Lyuba the Tank Killer

Fighting for the Soviet Motherland: Recollections from the Eastern Front, by Dmitrii Loza, translated by James F. Gebhardt (Lincoln, NE: University of Nebraska Press, 1998), pp. 5–9.

 

The protivotankovoye ruzhe Simonova [PTRS – an antitank rifle of Simonov design] was self-loading an had a bore diameter of 14.5 millimeters; it weighed 21 kilograms [46 pounds] and had an effective rate of fire of 15 rounds per minute, a magazine capacity of five rounds, a muzzle velocity of 1,012 meters per second [3,320 feet per second], and an armor-penetrating capability of 35 millimeters at a range of 100 meters. Lyuba was thus a peteerovets, pronounced pe-te-er-ovets, the word is formed from the letters in the acronym PTR, which stands for protivotankovoye ruzhe (antitank rifle). [JG]

Original Source: D. F. Loza, Tankist na “inomarke.” Pobedili Germaniiu, razbili Iaponiiu. Moscow: Iauza, Eksmo, 2005.

War came to our land. As the poet Sergey Vikulov said, “They have thrown down the glove to Russia.” Not only men but also women picked up this glove. We men might have thought their hands were too weak for weapons, but there were women soldiers who did not wish to stand on the sidelines at this grave time for the Motherland. This account centers on one of the hundreds of thousands of women who entered military service during World War II.

Lyuba Zemska was born in 1923 in Kharkov, about 400 miles south of Moscow, in my own native Ukraine. We had a terrible famine there in 1933, and the young girl was orphaned. She was still living in an orphanage when the Germans invaded the Soviet Union. Determined to do her part, Lyuba made her way to the local military commission and insisted that they send her to the front. The commission instead sent her off to a medical training facility, where she took an accelerated course to become a medic. She went to the active army, to the medical battalion of 100th Rifle division, which was soon to become 1st Guards Division.

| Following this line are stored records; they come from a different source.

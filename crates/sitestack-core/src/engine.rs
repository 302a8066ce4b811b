//! Provisioning engine abstraction

use crate::action::{ActionType, ApplyResult, Plan, retains_on_delete};
use crate::assembly::{Assembly, AssetSource, MANIFEST_FILE};
use crate::error::{EngineError, Result};
use crate::graph::ResourceGraph;
use crate::model::{is_object_path, sha256_hex};
use crate::state::{ResourceState, ResourceStatus, StateManager};
use async_trait::async_trait;
use std::path::{Path, PathBuf};
use tokio::fs;

/// Something that turns a resource graph into real resources.
///
/// The engine owns ordering, retries and rollback of remote operations;
/// callers only hand it validated graphs and propagate its errors.
#[async_trait]
pub trait ProvisioningEngine: Send + Sync {
    /// Returns the engine name (e.g., "local")
    fn name(&self) -> &str;

    /// Render the graph into a deployable assembly
    async fn synthesize(&self, graph: &ResourceGraph) -> Result<Assembly>;

    /// Calculate the diff between the graph and what is deployed
    async fn plan(&self, graph: &ResourceGraph) -> Result<Plan>;

    /// Apply the planned actions
    async fn apply(&self, graph: &ResourceGraph, plan: &Plan) -> Result<ApplyResult>;

    /// Tear down every resource of a stack, honouring removal policies
    async fn destroy(&self, stack_name: &str) -> Result<ApplyResult>;
}

/// Engine that writes assemblies to a directory and tracks deployed state
/// on the local filesystem
#[derive(Debug, Clone)]
pub struct LocalEngine {
    out_dir: PathBuf,
    state: StateManager,
}

impl LocalEngine {
    /// `out_dir` receives assemblies; state lives under `project_root`
    pub fn new(out_dir: impl AsRef<Path>, project_root: impl AsRef<Path>) -> Self {
        Self {
            out_dir: out_dir.as_ref().to_path_buf(),
            state: StateManager::new(project_root),
        }
    }

    pub fn out_dir(&self) -> &Path {
        &self.out_dir
    }

    pub fn state(&self) -> &StateManager {
        &self.state
    }

    async fn stage_assets(&self, assembly: &Assembly) -> Result<()> {
        for asset in &assembly.assets {
            if !is_object_path(&asset.destination) {
                return Err(EngineError::Asset(format!(
                    "{}: destination '{}' is not a plain object path",
                    asset.deployment, asset.destination
                )));
            }
            let target = self.out_dir.join(asset.staged_path());
            if let Some(parent) = target.parent() {
                fs::create_dir_all(parent).await?;
            }

            match &asset.source {
                AssetSource::Inline(body) => {
                    fs::write(&target, body).await?;
                }
                AssetSource::File(path) => {
                    let bytes = fs::read(path).await.map_err(|e| {
                        EngineError::Asset(format!("{}: {}", path.display(), e))
                    })?;
                    let actual = sha256_hex(&bytes);
                    if actual != asset.hash {
                        return Err(EngineError::Asset(format!(
                            "{}: expected sha256 {}, found {}",
                            path.display(),
                            asset.hash,
                            actual
                        )));
                    }
                    fs::write(&target, bytes).await?;
                }
            }
            tracing::debug!("Staged asset {} -> {}", asset.destination, target.display());
        }
        Ok(())
    }
}

#[async_trait]
impl ProvisioningEngine for LocalEngine {
    fn name(&self) -> &str {
        "local"
    }

    async fn synthesize(&self, graph: &ResourceGraph) -> Result<Assembly> {
        let assembly = Assembly::from_graph(graph);
        fs::create_dir_all(&self.out_dir).await?;

        let template_path = self.out_dir.join(assembly.template_file_name());
        fs::write(&template_path, assembly.template_json()?).await?;

        self.stage_assets(&assembly).await?;

        let manifest = serde_json::to_string_pretty(&assembly.manifest()?)?;
        fs::write(self.out_dir.join(MANIFEST_FILE), manifest).await?;

        tracing::info!(
            "Synthesized {} ({} assets) to {}",
            assembly.stack_name,
            assembly.assets.len(),
            self.out_dir.display()
        );
        Ok(assembly)
    }

    async fn plan(&self, graph: &ResourceGraph) -> Result<Plan> {
        let current = self.state.load(graph.stack_name()).await?;
        Ok(Plan::diff(graph, &current))
    }

    async fn apply(&self, graph: &ResourceGraph, plan: &Plan) -> Result<ApplyResult> {
        let mut result = ApplyResult::new();
        let start = std::time::Instant::now();

        let lock = self.state.acquire_lock(graph.stack_name()).await?;
        self.synthesize(graph).await?;
        let mut state = self.state.load(graph.stack_name()).await?;
        state.environment = Some(graph.environment().to_string());

        for action in &plan.actions {
            match action.action_type {
                ActionType::Create | ActionType::Update => {
                    let Some(resource) = graph.get(&action.resource_id) else {
                        result.add_failure(
                            action.id.clone(),
                            format!("{} is not part of the stack", action.resource_id),
                        );
                        continue;
                    };
                    let (Some(position), Some(fingerprint)) = (
                        action.detail::<usize>("position"),
                        action.detail::<String>("fingerprint"),
                    ) else {
                        result.add_failure(
                            action.id.clone(),
                            "action is missing position or fingerprint".to_string(),
                        );
                        continue;
                    };

                    tracing::info!("{} {}", action.action_type, action.resource_id);
                    let resource_state = match state.remove_resource(&action.resource_id) {
                        Some(existing) if action.action_type == ActionType::Update => {
                            existing.updated(position, fingerprint)
                        }
                        _ => ResourceState::new(action.resource_type.clone(), position, fingerprint),
                    };
                    state.set_resource(
                        action.resource_id.clone(),
                        resource_state
                            .with_status(ResourceStatus::Deployed)
                            .with_retain_on_delete(retains_on_delete(resource)),
                    );
                    result.add_success(action.id.clone(), action.description.clone());
                }
                ActionType::Delete => {
                    tracing::info!("delete {}", action.resource_id);
                    if let Some(removed) = state.remove_resource(&action.resource_id) {
                        if removed.retain_on_delete {
                            result.retained.push(action.resource_id.clone());
                        }
                    }
                    result.add_success(action.id.clone(), action.description.clone());
                }
                ActionType::NoOp => {
                    // Nothing to do
                }
            }
        }

        self.state.save(&state).await?;
        lock.release().await?;

        result.duration_ms = start.elapsed().as_millis() as u64;
        Ok(result)
    }

    async fn destroy(&self, stack_name: &str) -> Result<ApplyResult> {
        let mut result = ApplyResult::new();
        let start = std::time::Instant::now();

        let lock = self.state.acquire_lock(stack_name).await?;
        let mut state = self.state.load(stack_name).await?;
        if state.is_empty() {
            lock.release().await?;
            return Err(EngineError::StackNotFound(stack_name.to_string()));
        }

        let order: Vec<(String, bool)> = state
            .in_creation_order()
            .into_iter()
            .rev()
            .map(|(id, r)| (id.clone(), r.retain_on_delete))
            .collect();
        for (logical_id, retain) in order {
            state.remove_resource(&logical_id);
            if retain {
                tracing::warn!("Retaining {} (removal policy: retain)", logical_id);
                result.retained.push(logical_id.clone());
                result.add_success(
                    format!("retain-{}", logical_id),
                    format!("{} retained", logical_id),
                );
            } else {
                tracing::info!("delete {}", logical_id);
                result.add_success(
                    format!("delete-{}", logical_id),
                    format!("{} deleted", logical_id),
                );
            }
        }

        self.state.save(&state).await?;
        lock.release().await?;

        result.duration_ms = start.elapsed().as_millis() as u64;
        Ok(result)
    }
}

However, the work of a medic did not satisfy Lyuba Zemska. Her passionate desire was to kill the enemy with her own hands. Yet her frequent requests for transfer were ignored. The commission responsible for personnel reassignments would not release Lyuba from her medical specialty because soldiers with her level of medical training and skill were urgently needed on the front lines. She was conscientious, skillful in her profession, and physically strong. Undaunted by the lack of response to her transfer request and still determined to participate more actively in combat, she continued to work toward her goal.

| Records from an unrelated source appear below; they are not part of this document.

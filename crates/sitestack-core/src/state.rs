//! Deployed state of stacks
//!
//! Manages `.sitestack/<stack>.state.json`, which records what the last
//! successful apply left behind for each stack.

use crate::error::{EngineError, Result};
use chrono::{DateTime, Utc};
use serde::{Deserialize, Serialize};
use std::collections::BTreeMap;
use std::path::{Path, PathBuf};
use tokio::fs;
use tokio::io::AsyncWriteExt;

const STATE_VERSION: u32 = 1;
pub const STATE_DIR: &str = ".sitestack";

/// Recorded state of one stack
#[derive(Debug, Clone, Serialize, Deserialize)]
pub struct StackState {
    /// State file version
    pub version: u32,

    pub stack_name: String,

    /// Environment the stack was applied to
    pub environment: Option<String>,

    /// Last modified timestamp
    pub updated_at: DateTime<Utc>,

    /// Resources indexed by logical id
    pub resources: BTreeMap<String, ResourceState>,
}

impl StackState {
    pub fn new(stack_name: impl Into<String>) -> Self {
        Self {
            version: STATE_VERSION,
            stack_name: stack_name.into(),
            environment: None,
            updated_at: Utc::now(),
            resources: BTreeMap::new(),
        }
    }

    /// Add or update a resource
    pub fn set_resource(&mut self, logical_id: String, state: ResourceState) {
        self.resources.insert(logical_id, state);
        self.updated_at = Utc::now();
    }

    /// Remove a resource
    pub fn remove_resource(&mut self, logical_id: &str) -> Option<ResourceState> {
        let result = self.resources.remove(logical_id);
        if result.is_some() {
            self.updated_at = Utc::now();
        }
        result
    }

    pub fn get_resource(&self, logical_id: &str) -> Option<&ResourceState> {
        self.resources.get(logical_id)
    }

    /// Resources in the order they were created
    pub fn in_creation_order(&self) -> Vec<(&String, &ResourceState)> {
        let mut resources: Vec<_> = self.resources.iter().collect();
        resources.sort_by_key(|(_, r)| r.position);
        resources
    }

    pub fn is_empty(&self) -> bool {
        self.resources.is_empty()
    }
}

/// State of a single deployed resource
#[derive(Debug, Clone, Serialize, Deserialize)]
pub struct ResourceState {
    /// Template resource type
    pub resource_type: String,

    /// Position in the stack's creation order
    pub position: usize,

    /// SHA-256 of the resource's template entry
    pub fingerprint: String,

    /// Whether the resource survives a teardown
    pub retain_on_delete: bool,

    pub status: ResourceStatus,

    /// When the resource was created
    pub created_at: DateTime<Utc>,

    /// Last update timestamp
    pub updated_at: DateTime<Utc>,
}

impl ResourceState {
    pub fn new(
        resource_type: impl Into<String>,
        position: usize,
        fingerprint: impl Into<String>,
    ) -> Self {
        let now = Utc::now();
        Self {
            resource_type: resource_type.into(),
            position,
            fingerprint: fingerprint.into(),
            retain_on_delete: false,
            status: ResourceStatus::Unknown,
            created_at: now,
            updated_at: now,
        }
    }

    pub fn with_status(mut self, status: ResourceStatus) -> Self {
        self.status = status;
        self
    }

    pub fn with_retain_on_delete(mut self, retain: bool) -> Self {
        self.retain_on_delete = retain;
        self
    }

    /// Record a new fingerprint after an update
    pub fn updated(mut self, position: usize, fingerprint: impl Into<String>) -> Self {
        self.position = position;
        self.fingerprint = fingerprint.into();
        self.updated_at = Utc::now();
        self
    }
}

/// Status of a resource
#[derive(Debug, Clone, Copy, PartialEq, Eq, Serialize, Deserialize)]
#[serde(rename_all = "snake_case")]
pub enum ResourceStatus {
    /// Resource is applied and matches its fingerprint
    Deployed,
    /// Apply failed for this resource
    Error,
    /// Status is unknown
    Unknown,
}

impl std::fmt::Display for ResourceStatus {
    fn fmt(&self, f: &mut std::fmt::Formatter<'_>) -> std::fmt::Result {
        match self {
            ResourceStatus::Deployed => write!(f, "deployed"),
            ResourceStatus::Error => write!(f, "error"),
            ResourceStatus::Unknown => write!(f, "unknown"),
        }
    }
}

/// State manager for reading/writing state files
#[derive(Debug, Clone)]
pub struct StateManager {
    /// Project root directory
    project_root: PathBuf,
}

impl StateManager {
    pub fn new(project_root: impl AsRef<Path>) -> Self {
        Self {
            project_root: project_root.as_ref().to_path_buf(),
        }
    }

    /// Get the state directory path
    pub fn state_dir(&self) -> PathBuf {
        self.project_root.join(STATE_DIR)
    }

    fn state_path(&self, stack_name: &str) -> PathBuf {
        self.state_dir().join(format!("{}.state.json", stack_name))
    }

    fn backup_path(&self, stack_name: &str) -> PathBuf {
        self.state_dir()
            .join(format!("{}.state.json.backup", stack_name))
    }

    fn lock_path(&self, stack_name: &str) -> PathBuf {
        self.state_dir().join(format!("{}.lock.json", stack_name))
    }

    /// Ensure the state directory exists
    async fn ensure_state_dir(&self) -> Result<()> {
        let dir = self.state_dir();
        if !dir.exists() {
            fs::create_dir_all(&dir).await?;
            tracing::debug!("Created state directory: {}", dir.display());
        }
        Ok(())
    }

    /// Load the state of a stack; a stack never applied has empty state
    pub async fn load(&self, stack_name: &str) -> Result<StackState> {
        let path = self.state_path(stack_name);
        if !path.exists() {
            tracing::debug!("State file not found, returning empty state");
            return Ok(StackState::new(stack_name));
        }

        let content = fs::read_to_string(&path).await?;
        let state: StackState = serde_json::from_str(&content)?;

        if state.version > STATE_VERSION {
            return Err(EngineError::StateError(format!(
                "State file version {} is newer than supported version {}",
                state.version, STATE_VERSION
            )));
        }
        if state.stack_name != stack_name {
            return Err(EngineError::StateError(format!(
                "State file {} belongs to stack '{}'",
                path.display(),
                state.stack_name
            )));
        }

        tracing::debug!("Loaded state with {} resources", state.resources.len());
        Ok(state)
    }

    /// Save the state, keeping the previous file as a backup
    pub async fn save(&self, state: &StackState) -> Result<()> {
        self.ensure_state_dir().await?;

        let path = self.state_path(&state.stack_name);
        let backup = self.backup_path(&state.stack_name);

        if path.exists() {
            if backup.exists() {
                fs::remove_file(&backup).await?;
            }
            fs::rename(&path, &backup).await?;
            tracing::debug!("Created state backup");
        }

        let content = serde_json::to_string_pretty(state)?;
        fs::write(&path, content).await?;

        tracing::debug!("Saved state with {} resources", state.resources.len());
        Ok(())
    }

    /// Acquire a lock for exclusive access to a stack's state.
    ///
    /// The lock file is created with `create_new`, so only one caller can
    /// win even when several race for it.
    pub async fn acquire_lock(&self, stack_name: &str) -> Result<StateLock> {
        self.ensure_state_dir().await?;

        let lock_path = self.lock_path(stack_name);
        let lock_info = LockInfo {
            holder: format!("pid-{}", std::process::id()),
            acquired_at: Utc::now(),
        };
        let content = serde_json::to_string_pretty(&lock_info)?;

        // One retry after clearing a stale lock
        for _ in 0..2 {
            match fs::OpenOptions::new()
                .write(true)
                .create_new(true)
                .open(&lock_path)
                .await
            {
                Ok(mut file) => {
                    file.write_all(content.as_bytes()).await?;
                    file.flush().await?;
                    tracing::debug!("Acquired state lock for {}", stack_name);
                    return Ok(StateLock {
                        lock_path,
                        released: false,
                    });
                }
                Err(e) if e.kind() == std::io::ErrorKind::AlreadyExists => {
                    self.clear_stale_lock(stack_name, &lock_path).await?;
                }
                Err(e) => return Err(e.into()),
            }
        }

        Err(EngineError::LockError(format!(
            "Stack {} is locked by another process",
            stack_name
        )))
    }

    /// Remove the lock at `lock_path` if it is older than an hour
    async fn clear_stale_lock(&self, stack_name: &str, lock_path: &Path) -> Result<()> {
        let content = match fs::read_to_string(lock_path).await {
            Ok(content) => content,
            // Released between our attempt and this read
            Err(e) if e.kind() == std::io::ErrorKind::NotFound => return Ok(()),
            Err(e) => return Err(e.into()),
        };

        // A lock still being written has no parsable body yet; treat it as held
        let Ok(lock_info) = serde_json::from_str::<LockInfo>(&content) else {
            return Err(EngineError::LockError(format!(
                "Stack {} is locked by another process",
                stack_name
            )));
        };

        let age = Utc::now().signed_duration_since(lock_info.acquired_at);
        if age.num_hours() < 1 {
            return Err(EngineError::LockError(format!(
                "Stack {} is locked by {} since {}",
                stack_name, lock_info.holder, lock_info.acquired_at
            )));
        }

        tracing::warn!("Removing stale lock from {}", lock_info.holder);
        match fs::remove_file(lock_path).await {
            Err(e) if e.kind() != std::io::ErrorKind::NotFound => Err(e.into()),
            _ => Ok(()),
        }
    }
}

/// Lock information
#[derive(Debug, Serialize, Deserialize)]
struct LockInfo {
    holder: String,
    acquired_at: DateTime<Utc>,
}

/// RAII guard for state lock
#[derive(Debug)]
pub struct StateLock {
    lock_path: PathBuf,
    released: bool,
}

impl StateLock {
    /// Release the lock
    pub async fn release(mut self) -> Result<()> {
        if !self.released {
            if self.lock_path.exists() {
                fs::remove_file(&self.lock_path).await?;
                tracing::debug!("Released state lock");
            }
            self.released = true;
        }
        Ok(())
    }
}

impl Drop for StateLock {
    fn drop(&mut self) {
        if !self.released && self.lock_path.exists() {
            let _ = std::fs::remove_file(&self.lock_path);
        }
    }
}

#[cfg(test)]
mod tests {
    use super::*;
    use tempfile::tempdir;

    #[tokio::test]
    async fn test_state_save_load() {
        let temp_dir = tempdir().unwrap();
        let manager = StateManager::new(temp_dir.path());

        let mut state = StackState::new("WebsiteStack");
        state.set_resource(
            "WebsiteBucket".to_string(),
            ResourceState::new("AWS::S3::Bucket", 0, "abc")
                .with_status(ResourceStatus::Deployed),
        );

        manager.save(&state).await.unwrap();

        let loaded = manager.load("WebsiteStack").await.unwrap();
        assert_eq!(loaded.resources.len(), 1);
        assert_eq!(
            loaded.get_resource("WebsiteBucket").unwrap().status,
            ResourceStatus::Deployed
        );
    }

    #[tokio::test]
    async fn test_empty_state() {
        let temp_dir = tempdir().unwrap();
        let manager = StateManager::new(temp_dir.path());

        let state = manager.load("WebsiteStack").await.unwrap();
        assert!(state.is_empty());
        assert_eq!(state.stack_name, "WebsiteStack");
    }

    #[tokio::test]
    async fn test_save_keeps_backup() {
        let temp_dir = tempdir().unwrap();
        let manager = StateManager::new(temp_dir.path());

        let state = StackState::new("WebsiteStack");
        manager.save(&state).await.unwrap();
        manager.save(&state).await.unwrap();

        assert!(
            temp_dir
                .path()
                .join(STATE_DIR)
                .join("WebsiteStack.state.json.backup")
                .exists()
        );
    }

    #[tokio::test]
    async fn test_lock_is_exclusive() {
        let temp_dir = tempdir().unwrap();
        let manager = StateManager::new(temp_dir.path());

        let lock = manager.acquire_lock("WebsiteStack").await.unwrap();
        let second = manager.acquire_lock("WebsiteStack").await;
        assert!(matches!(second, Err(EngineError::LockError(_))));

        lock.release().await.unwrap();
        let again = manager.acquire_lock("WebsiteStack").await.unwrap();
        drop(again);
        assert!(!temp_dir.path().join(STATE_DIR).join("WebsiteStack.lock.json").exists());
    }

    #[tokio::test]
    async fn test_concurrent_lock_has_single_winner() {
        let temp_dir = tempdir().unwrap();
        let manager = StateManager::new(temp_dir.path());

        let (first, second) = tokio::join!(
            manager.acquire_lock("WebsiteStack"),
            manager.acquire_lock("WebsiteStack")
        );
        assert_eq!(
            [first.is_ok(), second.is_ok()].iter().filter(|ok| **ok).count(),
            1
        );
    }

    #[tokio::test]
    async fn test_stale_lock_is_replaced() {
        let temp_dir = tempdir().unwrap();
        let manager = StateManager::new(temp_dir.path());
        let lock_path = temp_dir.path().join(STATE_DIR).join("WebsiteStack.lock.json");

        std::fs::create_dir_all(lock_path.parent().unwrap()).unwrap();
        let stale = LockInfo {
            holder: "pid-1".to_string(),
            acquired_at: Utc::now() - chrono::Duration::hours(2),
        };
        std::fs::write(&lock_path, serde_json::to_string(&stale).unwrap()).unwrap();

        let lock = manager.acquire_lock("WebsiteStack").await.unwrap();
        let info: LockInfo =
            serde_json::from_str(&std::fs::read_to_string(&lock_path).unwrap()).unwrap();
        assert_eq!(info.holder, format!("pid-{}", std::process::id()));
        lock.release().await.unwrap();
    }

    #[test]
    fn test_creation_order() {
        let mut state = StackState::new("WebsiteStack");
        state.set_resource(
            "distribution".to_string(),
            ResourceState::new("AWS::CloudFront::Distribution", 3, "d"),
        );
        state.set_resource(
            "WebsiteBucket".to_string(),
            ResourceState::new("AWS::S3::Bucket", 0, "b"),
        );

        let order: Vec<&str> = state
            .in_creation_order()
            .into_iter()
            .map(|(id, _)| id.as_str())
            .collect();
        assert_eq!(order, vec!["WebsiteBucket", "distribution"]);
    }
}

The fires of war had been burning on our land for three months when Lyuba’s long-sought opportunity arrived. A new antitank rifle, designed by Sergei Gavrilovich Simonov and known as the PTRS, had been issued to the Red Army, and frequently the wounded me whom Lyuba treated would make favorable comments about the weapon. She knew that units in her division were now being screened for the best and bravest soldiers; the most level-headed and battle-tested, to become antitank gunners with this new rifle. Their mission was to destroy enemy tanks.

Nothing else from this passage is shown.